Abstract

The early steps of human immunodeficiency virus 1 (HIV-1) replication involve reverse transcription of the viral RNA and integration of the resulting cDNA into a host chromosome. The DNA integration step requires the integration machinery ('preintegration complex') to bind to the host DNA before connecting the viral and host DNAs. Here, we present experiments that distinguish among three possible pathways of target-DNA capture: repeated binding and release of target DNA prior to the chemical strand-transfer step; binding followed by facilitated diffusion along target DNA (sliding); and integration at the initial target-capture site. The mechanism of target-DNA capture has implications for the design of gene therapy methods, and influences the interpretation of results on the selection of integration target sites in vivo.
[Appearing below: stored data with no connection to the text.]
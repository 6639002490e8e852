//! # skillswap-store
//!
//! SQLite persistence for notification records.
//!
//! The relay treats live delivery as best-effort; the durable guarantee of a
//! notification is the record written here.  The crate exposes a synchronous
//! [`Database`] handle wrapping a `rusqlite::Connection` with typed CRUD
//! helpers and versioned migrations.

pub mod database;
pub mod migrations;
pub mod models;
pub mod notifications;

mod error;

pub use database::Database;
pub use error::StoreError;
pub use models::NotificationRecord;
We present new in vitro conditions that allow us to assemble HIV-1 integrase--the virus-encoded recombination enzyme--with a viral DNA and then to trap assembled complexes bound to target DNA. We find that complexes of integrase and viral DNA do not slide along target DNA substantially after binding. We confirm and extend these results by analyzing target capture by a hybrid protein composed of HIV-1 integrase linked to a sequence-specific DNA-binding domain. We find that the integrase domain binds quickly and tightly under the above conditions, thereby obstructing function of the fused sequence-specific DNA-binding domain. We also monitor target-DNA capture by HIV-1 preintegration complexes purified from freshly infected cells. Partially purified complexes commit quickly and stably to the first target DNA added, whereas preintegration complexes in crude cytoplasmic extracts do not. The addition of extracts from uninfected cells to partially purified complexes blocks quick commitment. Under new conditions favorable for the analysis of target-DNA capture in vitro, HIV-1 integrase complexes bind quickly and stably to target DNA without subsequent sliding. Parallel studies of preintegration complexes support a model in which target-site capture in vivo is reversible as a result of the action of cellular factors.